[Editor’s note: “Tech Vets: Profiles in Leadership and Innovation,” is a GeekWire series showcasing U.S. military veterans leading companies within the Pacific Northwest tech industry. The series explores how military experience fosters leadership, resilience, and innovation in tech.]
Jonathan Pan didn’t come from a military family, but growing up in New York City, he was deeply affected by the events of Sept. 11, 2001, so he signed up and eventually joined the U.S. Army.
Pan was in his second or third week at New York’s Baruch College when the attacks happened. He completed his education and entered officer candidate school in 2005. An infantry officer stationed at Washington state’s Joint Base Lewis–McChord, Pan deployed to Afghanistan with the 5th Stryker Brigade Combat Team, 2nd Infantry Division and served in an economic development role.
Fifteen years after he left the Army as a captain, Pan’s experience is still impacting his current role as co-founder and CEO of Exia Labs, a Seattle-area startup building AI software to improve military wargaming — the analytical games used to simulate aspects of warfare for tactical and strategic decision-making.
The “gaming” aspect of Pan’s current work is in line with the direction he took after the Army and grad school.
“I’ve been playing games ever since I was a kid,” he said. “I grew up with PCs and online gaming that all started when I was in junior high. It really hurt my grades in high school, and I played a little bit in college. When I was in the military I had no time.”

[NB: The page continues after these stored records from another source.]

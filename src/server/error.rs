//! Error types for web handlers.
//!
//! Bridges domain errors and HTTP responses. Every domain error maps to a
//! stable machine-readable code that storefront clients branch on; the
//! human-readable message may change, the code must not.

use crate::error::EngineError;
use axum::{
    http::StatusCode,
    response::{IntoResponse, Response},
    Json,
};
use serde::Serialize;
use std::fmt;

/// Application error type for web handlers.
///
/// Wraps domain errors and provides HTTP-friendly error responses via
/// Axum's `IntoResponse`.
#[derive(Debug)]
pub struct AppError {
    /// HTTP status code
    status: StatusCode,
    /// Error message (user-facing)
    message: String,
    /// Error code (for client error handling)
    code: String,
}

impl AppError {
    /// Create a new application error.
    #[must_use]
    pub const fn new(status: StatusCode, message: String, code: String) -> Self {
        Self {
            status,
            message,
            code,
        }
    }

    /// Create a 400 Bad Request error.
    #[must_use]
    pub fn bad_request(message: impl Into<String>) -> Self {
        Self::new(
            StatusCode::BAD_REQUEST,
            message.into(),
            "BAD_REQUEST".to_string(),
        )
    }

    /// Create a 404 Not Found error.
    #[must_use]
    pub fn not_found(resource: impl fmt::Display, id: impl fmt::Display) -> Self {
        Self::new(
            StatusCode::NOT_FOUND,
            format!("{resource} with id {id} not found"),
            "NOT_FOUND".to_string(),
        )
    }

    /// Create a 500 Internal Server Error.
    #[must_use]
    pub fn internal(message: impl Into<String>) -> Self {
        Self::new(
            StatusCode::INTERNAL_SERVER_ERROR,
            message.into(),
            "INTERNAL_SERVER_ERROR".to_string(),
        )
    }

    /// The stable machine-readable code.
    #[must_use]
    pub fn code(&self) -> &str {
        &self.code
    }
}

impl fmt::Display for AppError {
    fn fmt(&self, f: &mut fmt::Formatter<'_>) -> fmt::Result {
        write!(f, "[{}] {}", self.code, self.message)
    }
}

impl std::error::Error for AppError {}

impl From<EngineError> for AppError {
    fn from(err: EngineError) -> Self {
        let (status, code) = match &err {
            EngineError::StorefrontNotFound { .. } => {
                (StatusCode::NOT_FOUND, "STOREFRONT_NOT_FOUND")
            }
            EngineError::OrderNotFound => (StatusCode::NOT_FOUND, "ORDER_NOT_FOUND"),
            EngineError::TicketNotFound => (StatusCode::NOT_FOUND, "TICKET_NOT_FOUND"),
            EngineError::PaymentNotConfigured => {
                (StatusCode::UNPROCESSABLE_ENTITY, "PAYMENT_NOT_CONFIGURED")
            }
            EngineError::PaymentNotEnabled => {
                (StatusCode::UNPROCESSABLE_ENTITY, "PAYMENT_NOT_ENABLED")
            }
            EngineError::InvalidTicketTypes { .. } => {
                (StatusCode::UNPROCESSABLE_ENTITY, "INVALID_TICKET_TYPES")
            }
            EngineError::PaymentInitFailed { .. } => {
                (StatusCode::BAD_GATEWAY, "PAYMENT_INIT_FAILED")
            }
            EngineError::PaymentNotComplete => {
                (StatusCode::PAYMENT_REQUIRED, "PAYMENT_NOT_COMPLETE")
            }
            EngineError::SessionVerificationFailed { .. } => {
                (StatusCode::CONFLICT, "SESSION_VERIFICATION_FAILED")
            }
            EngineError::OrderAlreadyCompleted { .. } => {
                (StatusCode::CONFLICT, "ORDER_ALREADY_COMPLETED")
            }
            EngineError::InvalidOrderState { .. } => (StatusCode::CONFLICT, "INVALID_ORDER_STATE"),
            EngineError::GatewayDeclined { .. } => {
                (StatusCode::PAYMENT_REQUIRED, "PAYMENT_DECLINED")
            }
            EngineError::GatewayUnavailable { .. } => {
                (StatusCode::SERVICE_UNAVAILABLE, "GATEWAY_UNAVAILABLE")
            }
            EngineError::Store(_) => {
                tracing::error!(error = %err, "Store failure surfaced to handler");
                return Self::internal("An internal error occurred");
            }
        };
        Self::new(status, err.to_string(), code.to_string())
    }
}

/// Error response body (JSON).
#[derive(Debug, Serialize)]
struct ErrorResponse {
    /// Error code (for client error handling).
    code: String,
    /// Human-readable error message.
    message: String,
}

impl IntoResponse for AppError {
    fn into_response(self) -> Response {
        if self.status.is_server_error() {
            tracing::error!(
                status = %self.status,
                code = %self.code,
                message = %self.message,
                "Server error response"
            );
        }

        let body = ErrorResponse {
            code: self.code,
            message: self.message,
        };

        (self.status, Json(body)).into_response()
    }
}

Getting a job in the video game industry wasn’t even on Pan’s radar. But during an internship at Riot Games he discovered how fun it could be and that there’s a whole business and craft behind making and selling games.
“That got me hooked,” Pan said.

After a couple years he moved on to start his own e-sports team called Ember, convinced that the future was in that sort of entertainment. He even tried to get Mark Cuban to invest, to no avail. But the experience did help him land a games role at Amazon, where he spent four years in California.

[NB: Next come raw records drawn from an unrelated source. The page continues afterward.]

//! In-memory store implementation.
//!
//! Backs tests and local development. A single mutex per store guards every
//! table, so each conditional write executes as one critical section with
//! the same compare-and-set semantics the Postgres store gets from
//! single-statement conditional updates.

use crate::error::StoreError;
use crate::fees::FeeTier;
use crate::store::{
    CompletionOutcome, DirectoryStore, OrderStore, RedeemOutcome, TicketStore, TransitionOutcome,
};
use crate::types::{
    AttractionId, Order, OrderId, OrderStatus, OrgId, PaymentAccount, Storefront, Ticket,
    TicketTypeRecord,
};
use async_trait::async_trait;
use chrono::{DateTime, Utc};
use std::collections::{HashMap, HashSet};
use std::sync::{Mutex, MutexGuard};

#[derive(Default)]
struct Tables {
    orders: HashMap<OrderId, Order>,
    tickets: Vec<Ticket>,
    waivers: HashSet<OrderId>,
    storefronts: HashMap<String, Storefront>,
    payment_accounts: HashMap<OrgId, PaymentAccount>,
    ticket_types: HashMap<AttractionId, Vec<TicketTypeRecord>>,
    tiers: HashMap<OrgId, FeeTier>,
}

/// In-memory engine store.
#[derive(Default)]
pub struct MemoryStore {
    tables: Mutex<Tables>,
}

impl MemoryStore {
    /// Creates an empty store.
    #[must_use]
    pub fn new() -> Self {
        Self::default()
    }

    /// Seeds a storefront under a public identifier.
    #[must_use]
    pub fn with_storefront(self, identifier: &str, storefront: Storefront) -> Self {
        if let Ok(mut tables) = self.tables.lock() {
            tables.storefronts.insert(identifier.to_string(), storefront);
        }
        self
    }

    /// Seeds a connected payment account for an organization.
    #[must_use]
    pub fn with_payment_account(self, org_id: OrgId, account: PaymentAccount) -> Self {
        if let Ok(mut tables) = self.tables.lock() {
            tables.payment_accounts.insert(org_id, account);
        }
        self
    }

    /// Seeds the sellable ticket types for an attraction.
    #[must_use]
    pub fn with_ticket_types(
        self,
        attraction_id: AttractionId,
        types: Vec<TicketTypeRecord>,
    ) -> Self {
        if let Ok(mut tables) = self.tables.lock() {
            tables.ticket_types.insert(attraction_id, types);
        }
        self
    }

    /// Seeds a fee tier for an organization.
    #[must_use]
    pub fn with_tier(self, org_id: OrgId, tier: FeeTier) -> Self {
        if let Ok(mut tables) = self.tables.lock() {
            tables.tiers.insert(org_id, tier);
        }
        self
    }

    /// Whether a waiver acceptance has been recorded for an order.
    ///
    /// # Errors
    ///
    /// Returns an error if the table lock is poisoned.
    pub fn waiver_recorded(&self, order_id: OrderId) -> Result<bool, StoreError> {
        Ok(self.lock()?.waivers.contains(&order_id))
    }

    fn lock(&self) -> Result<MutexGuard<'_, Tables>, StoreError> {
        self.tables
            .lock()
            .map_err(|_| StoreError::Database("store lock poisoned".to_string()))
    }
}

fn order_tickets(tables: &Tables, order_id: OrderId) -> Vec<Ticket> {
    let mut tickets: Vec<Ticket> = tables
        .tickets
        .iter()
        .filter(|ticket| ticket.order_id == order_id)
        .cloned()
        .collect();
    tickets.sort_by_key(|ticket| ticket.ticket_number);
    tickets
}

#[async_trait]
impl OrderStore for MemoryStore {
    async fn insert_order(&self, order: &Order) -> Result<(), StoreError> {
        let mut tables = self.lock()?;
        if tables.orders.contains_key(&order.id) {
            return Err(StoreError::Database(format!(
                "duplicate order id {}",
                order.id
            )));
        }
        if tables
            .orders
            .values()
            .any(|existing| existing.order_number == order.order_number)
        {
            return Err(StoreError::Database(format!(
                "duplicate order number {}",
                order.order_number
            )));
        }
        tables.orders.insert(order.id, order.clone());
        Ok(())
    }

    async fn find_order(
        &self,
        org_id: OrgId,
        order_id: OrderId,
    ) -> Result<Option<Order>, StoreError> {
        let tables = self.lock()?;
        Ok(tables
            .orders
            .get(&order_id)
            .filter(|order| order.org_id == org_id)
            .cloned())
    }

    async fn find_by_session(
        &self,
        org_id: OrgId,
        session_id: &str,
    ) -> Result<Option<Order>, StoreError> {
        let tables = self.lock()?;
        Ok(tables
            .orders
            .values()
            .find(|order| {
                order.org_id == org_id
                    && order.payment_session_id.as_deref() == Some(session_id)
            })
            .cloned())
    }

    async fn find_by_reference(
        &self,
        org_id: OrgId,
        reference: &str,
    ) -> Result<Option<Order>, StoreError> {
        let tables = self.lock()?;
        Ok(tables
            .orders
            .values()
            .find(|order| {
                order.org_id == org_id
                    && order.payment_reference_id.as_deref() == Some(reference)
            })
            .cloned())
    }

    async fn set_payment_session(
        &self,
        order_id: OrderId,
        session_id: &str,
    ) -> Result<(), StoreError> {
        let mut tables = self.lock()?;
        let order = tables
            .orders
            .get_mut(&order_id)
            .ok_or_else(|| StoreError::Database(format!("no order {order_id}")))?;
        if order.payment_session_id.is_some() {
            return Err(StoreError::Database(format!(
                "payment session already set on order {order_id}"
            )));
        }
        order.payment_session_id = Some(session_id.to_string());
        order.updated_at = Utc::now();
        Ok(())
    }

    async fn set_payment_reference(
        &self,
        order_id: OrderId,
        reference: &str,
    ) -> Result<(), StoreError> {
        let mut tables = self.lock()?;
        let order = tables
            .orders
            .get_mut(&order_id)
            .ok_or_else(|| StoreError::Database(format!("no order {order_id}")))?;
        order.payment_reference_id = Some(reference.to_string());
        order.updated_at = Utc::now();
        Ok(())
    }

    async fn transition(
        &self,
        order_id: OrderId,
        from: OrderStatus,
        to: OrderStatus,
        reason: Option<&str>,
    ) -> Result<TransitionOutcome, StoreError> {
        let mut tables = self.lock()?;
        let order = tables
            .orders
            .get_mut(&order_id)
            .ok_or_else(|| StoreError::Database(format!("no order {order_id}")))?;

        if order.status == from && from.can_transition_to(to) {
            order.status = to;
            order.updated_at = Utc::now();
            if to == OrderStatus::Canceled {
                order.cancel_reason = reason.map(ToString::to_string);
            }
            return Ok(TransitionOutcome::Transitioned(order.clone()));
        }
        if order.status == to {
            return Ok(TransitionOutcome::AlreadyInState(order.clone()));
        }
        Ok(TransitionOutcome::Conflict {
            current: order.clone(),
        })
    }

    async fn complete_order(
        &self,
        order_id: OrderId,
        tickets: Vec<Ticket>,
    ) -> Result<CompletionOutcome, StoreError> {
        let mut tables = self.lock()?;
        let order = tables
            .orders
            .get(&order_id)
            .ok_or_else(|| StoreError::Database(format!("no order {order_id}")))?
            .clone();

        match order.status {
            OrderStatus::Processing => {
                // This caller wins the flip; insert the whole batch.
                if let Some(order) = tables.orders.get_mut(&order_id) {
                    order.status = OrderStatus::Completed;
                    order.updated_at = Utc::now();
                }
                tables.tickets.extend(tickets);
                let order = tables
                    .orders
                    .get(&order_id)
                    .cloned()
                    .ok_or_else(|| StoreError::Database(format!("no order {order_id}")))?;
                let tickets = order_tickets(&tables, order_id);
                Ok(CompletionOutcome::Completed { order, tickets })
            }
            OrderStatus::Completed => {
                // Idempotent re-run: backfill only vacant ticket-number
                // slots, then return the full existing set.
                let existing: HashSet<u32> = tables
                    .tickets
                    .iter()
                    .filter(|ticket| ticket.order_id == order_id)
                    .map(|ticket| ticket.ticket_number)
                    .collect();
                tables
                    .tickets
                    .extend(
                        tickets
                            .into_iter()
                            .filter(|ticket| !existing.contains(&ticket.ticket_number)),
                    );
                let tickets = order_tickets(&tables, order_id);
                Ok(CompletionOutcome::AlreadyCompleted { order, tickets })
            }
            OrderStatus::Pending | OrderStatus::Canceled => {
                Ok(CompletionOutcome::NotCompletable { current: order })
            }
        }
    }

    async fn record_waiver_acceptance(&self, order_id: OrderId) -> Result<(), StoreError> {
        let mut tables = self.lock()?;
        tables.waivers.insert(order_id);
        Ok(())
    }
}

#[async_trait]
impl TicketStore for MemoryStore {
    async fn tickets_for_order(&self, order_id: OrderId) -> Result<Vec<Ticket>, StoreError> {
        let tables = self.lock()?;
        Ok(order_tickets(&tables, order_id))
    }

    async fn find_by_code(
        &self,
        attraction_id: AttractionId,
        code: &str,
    ) -> Result<Option<Ticket>, StoreError> {
        let tables = self.lock()?;
        Ok(tables
            .tickets
            .iter()
            .find(|ticket| {
                ticket.redemption_code == code
                    && tables
                        .orders
                        .get(&ticket.order_id)
                        .is_some_and(|order| order.attraction_id == attraction_id)
            })
            .cloned())
    }

    async fn redeem_if_unused(
        &self,
        attraction_id: AttractionId,
        code: &str,
        now: DateTime<Utc>,
    ) -> Result<RedeemOutcome, StoreError> {
        let mut tables = self.lock()?;

        let order_ids: HashMap<OrderId, AttractionId> = tables
            .orders
            .iter()
            .map(|(id, order)| (*id, order.attraction_id))
            .collect();

        let Some(ticket) = tables.tickets.iter_mut().find(|ticket| {
            ticket.redemption_code == code
                && order_ids.get(&ticket.order_id) == Some(&attraction_id)
        }) else {
            return Ok(RedeemOutcome::NotFound);
        };

        match ticket.used_at {
            Some(used_at) => Ok(RedeemOutcome::AlreadyUsed { used_at }),
            None => {
                ticket.used_at = Some(now);
                Ok(RedeemOutcome::Redeemed(ticket.clone()))
            }
        }
    }
}

#[async_trait]
impl DirectoryStore for MemoryStore {
    async fn resolve_storefront(
        &self,
        identifier: &str,
    ) -> Result<Option<Storefront>, StoreError> {
        let tables = self.lock()?;
        Ok(tables
            .storefronts
            .get(identifier)
            .filter(|storefront| storefront.active)
            .cloned())
    }

    async fn payment_account(
        &self,
        org_id: OrgId,
    ) -> Result<Option<PaymentAccount>, StoreError> {
        let tables = self.lock()?;
        Ok(tables.payment_accounts.get(&org_id).cloned())
    }

    async fn ticket_types(
        &self,
        attraction_id: AttractionId,
    ) -> Result<Vec<TicketTypeRecord>, StoreError> {
        let tables = self.lock()?;
        Ok(tables
            .ticket_types
            .get(&attraction_id)
            .cloned()
            .unwrap_or_default())
    }

    async fn org_tier(&self, org_id: OrgId) -> Result<Option<FeeTier>, StoreError> {
        let tables = self.lock()?;
        Ok(tables.tiers.get(&org_id).copied())
    }
}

After games-related jobs at Meta and Walmart, Pan reconnected with a friend who he used to serve with and picked his brain about defense tech and wargames.
“It just blew my mind that the military is spending so much time and effort and money on board games to make really important decisions,” Pan said.
So in 2024, back in the Seattle area, he joined forces with Serj Kazar, a former colleague at Riot Games, and founded Exia.
The startup’s initial product, Blue, features various AI agents that analyze documents and automate each step of the U.S. Army’s Military Decision Making Process (MDMP). It can also simulate potential schemes to accomplish a mission. A newer product, called Recon, was released this summer.
In September, Exia won a $50,000 prize in the Army’s xTech AI Grand Challenge, an initiative to formalize AI processes and policies that enhance performance, reduce lifecycle costs, and scale impact across the force. The company raised a $2.5 million seed round earlier this year.
Pan is a big believer in the Defense Department’s Hero Skillbridge Program, which he said he used at Amazon to personally hire nine junior officers transitioning out of the military.
“They’re great at problem solving,” he said. “They just need a chance at a tech company to prove that.”
Reconnecting with military contacts and innovating on behalf of the Army has had its rewards, and Pan feels like he’s part of the mission again.
“People’s lives are on the line. That really fires me up. That motivates me,” he said.
But the military’s long sales cycles can be difficult and working in defense is not a get-rich-quick opportunity, according to Pan. If he had to do it again he’d probably start with commercial applications first. Exia has been looking into where it could find a market fit — law enforcement or natural disaster response are possibilities.
And he calls drone delivery planning “super exciting,” noting that Exia is in talks with Amazon and Walmart, though nothing official has been signed.